[What you are asked to do]
A single figure is required: the number of lines below in which the word "lower" occurs.

[Exercise data]

//! Statistical and obfuscation heuristics.
//!
//! Each check is independent and reports at most one category. All checks
//! operate on input that the detector has already capped to `max_length`.

use std::collections::HashMap;

use lazy_static::lazy_static;
use regex::Regex;

use super::patterns::{Severity, ThreatCategory};

/// Minimum char count before entropy is meaningful.
pub const ENTROPY_MIN_CHARS: usize = 20;

/// Default entropy threshold (bits per char).
pub const DEFAULT_ENTROPY_THRESHOLD: f64 = 4.5;

/// Occurrence count above which a dangerous substring counts as bombing.
pub const BOMBING_REPEAT_LIMIT: usize = 5;

/// Substrings counted by the pattern-bombing check (lower-case).
pub const BOMBING_SUBSTRINGS: &[&str] = &[
    "<script",
    "${",
    "$(",
    "eval(",
    "union select",
    "../",
    "etc/passwd",
    "__proto__",
    "javascript:",
    "{{",
    "drop table",
    "; rm",
];

/// Run of identical chars that marks padding.
pub const REPEATED_RUN_LIMIT: usize = 100;

lazy_static! {
    static ref BASE64_RUN: Regex = Regex::new(r"[A-Za-z0-9+/]{51,}").unwrap();
    static ref PERCENT_ENCODED: Regex = Regex::new(r"%[0-9A-Fa-f]{2}").unwrap();
    static ref SHELLCODE_ESCAPES: Regex = Regex::new(r"(?i)(\\x(90|41)){10,}").unwrap();
}

/// A single heuristic hit with the minimum severity it imposes.
#[derive(Debug, Clone, Copy, PartialEq, Eq)]
pub struct HeuristicHit {
    /// Reported category
    pub category: ThreatCategory,
    /// Severity floor
    pub min_severity: Severity,
}

/// Shannon entropy over chars, in bits.
pub fn shannon_entropy(value: &str) -> f64 {
    let mut counts: HashMap<char, usize> = HashMap::new();
    let mut total = 0usize;
    for c in value.chars() {
        *counts.entry(c).or_insert(0) += 1;
        total += 1;
    }
    if total == 0 {
        return 0.0;
    }

    let total = total as f64;
    counts
        .values()
        .map(|&n| {
            let p = n as f64 / total;
            -p * p.log2()
        })
        .sum()
}

/// High-entropy strings look like packed or encrypted payloads.
pub fn check_entropy(value: &str, threshold: f64) -> Option<HeuristicHit> {
    if value.chars().count() < ENTROPY_MIN_CHARS {
        return None;
    }
    (shannon_entropy(value) > threshold).then_some(HeuristicHit {
        category: ThreatCategory::ObfuscatedPayload,
        min_severity: Severity::Medium,
    })
}

/// Any dangerous substring repeated more than [`BOMBING_REPEAT_LIMIT`] times.
pub fn check_pattern_bombing(value: &str) -> Option<HeuristicHit> {
    let lower = value.to_lowercase();
    BOMBING_SUBSTRINGS
        .iter()
        .any(|s| lower.matches(s).count() > BOMBING_REPEAT_LIMIT)
        .then_some(HeuristicHit {
            category: ThreatCategory::PatternBombing,
            min_severity: Severity::High,
        })
}

/// Long base64 runs, hex-dense strings, or heavy percent-encoding.
pub fn check_encoding(value: &str) -> Option<HeuristicHit> {
    let hit = HeuristicHit {
        category: ThreatCategory::EncodingObfuscation,
        min_severity: Severity::Medium,
    };

    if BASE64_RUN.is_match(value) {
        return Some(hit);
    }

    let total = value.chars().count();
    if total <= 20 {
        return None;
    }

    let hex = value.chars().filter(char::is_ascii_hexdigit).count();
    if hex as f64 / total as f64 > 0.8 {
        return Some(hit);
    }

    (PERCENT_ENCODED.find_iter(value).count() > 5).then_some(hit)
}

/// Length of the longest run of one repeated char.
pub fn longest_run(value: &str) -> usize {
    let mut longest = 0;
    let mut current = 0;
    let mut previous = None;
    for c in value.chars() {
        if Some(c) == previous {
            current += 1;
        } else {
            previous = Some(c);
            current = 1;
        }
        longest = longest.max(current);
    }
    longest
}

/// Near-limit input padded with a repeated byte or NOP-sled escapes.
pub fn check_length_attack(value: &str, max_length: usize) -> Option<HeuristicHit> {
    if max_length == 0 || value.chars().count() * 10 < max_length * 9 {
        return None;
    }
    let padded = longest_run(value) >= REPEATED_RUN_LIMIT || SHELLCODE_ESCAPES.is_match(value);
    padded.then_some(HeuristicHit {
        category: ThreatCategory::LengthAttack,
        min_severity: Severity::Medium,
    })
}

/// Run every heuristic in a fixed order.
pub fn run_all(value: &str, max_length: usize, entropy_threshold: f64) -> Vec<HeuristicHit> {
    [
        check_entropy(value, entropy_threshold),
        check_pattern_bombing(value),
        check_encoding(value),
        check_length_attack(value, max_length),
    ]
    .into_iter()
    .flatten()
    .collect()
}

#[cfg(test)]
mod tests {
    use super::*;

    #[test]
    fn test_entropy_bounds() {
        assert_eq!(shannon_entropy(""), 0.0);
        assert_eq!(shannon_entropy("aaaa"), 0.0);
        assert!((shannon_entropy("ab") - 1.0).abs() < 1e-9);
    }

    #[test]
    fn test_entropy_flags_random_text() {
        let random = "q8#Lz!0vX^mR2@kT9&wB$7pN*eY4%hJ6(cF1)dG3";
        assert!(check_entropy(random, DEFAULT_ENTROPY_THRESHOLD).is_some());
        assert!(check_entropy("the quick brown fox jumps", DEFAULT_ENTROPY_THRESHOLD).is_none());
        // Below the minimum length nothing is reported.
        assert!(check_entropy("q8#Lz!0vX^", DEFAULT_ENTROPY_THRESHOLD).is_none());
    }

    #[test]
    fn test_pattern_bombing_threshold() {
        let five = "../".repeat(5);
        let six = "../".repeat(6);
        assert!(check_pattern_bombing(&five).is_none());

        let hit = check_pattern_bombing(&six).unwrap();
        assert_eq!(hit.category, ThreatCategory::PatternBombing);
        assert_eq!(hit.min_severity, Severity::High);
    }

    #[test]
    fn test_encoding_checks() {
        let b64 = "QUJDREVGR0hJSktMTU5PUFFSU1RVVldYWVphYmNkZWZnaGlqa2xtbm9wcXJzdHV2";
        assert!(check_encoding(b64).is_some());

        assert!(check_encoding("deadbeefcafebabe0123456789").is_some());
        assert!(check_encoding("%3C%73%63%72%69%70%74%3E alert").is_some());
        assert!(check_encoding("a perfectly normal sentence here").is_none());
    }

    #[test]
    fn test_length_attack() {
        let padded = "A".repeat(950);
        assert!(check_length_attack(&padded, 1000).is_some());

        // Far from the limit, padding alone is fine.
        assert!(check_length_attack(&padded, 10_000).is_none());

        let sled = format!("{}{}", "\\x90".repeat(20), "x".repeat(900));
        assert!(check_length_attack(&sled, 1000).is_some());
    }

    #[test]
    fn test_longest_run() {
        assert_eq!(longest_run(""), 0);
        assert_eq!(longest_run("abbbc"), 3);
        assert_eq!(longest_run("zz"), 2);
    }
}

[Final answer]
3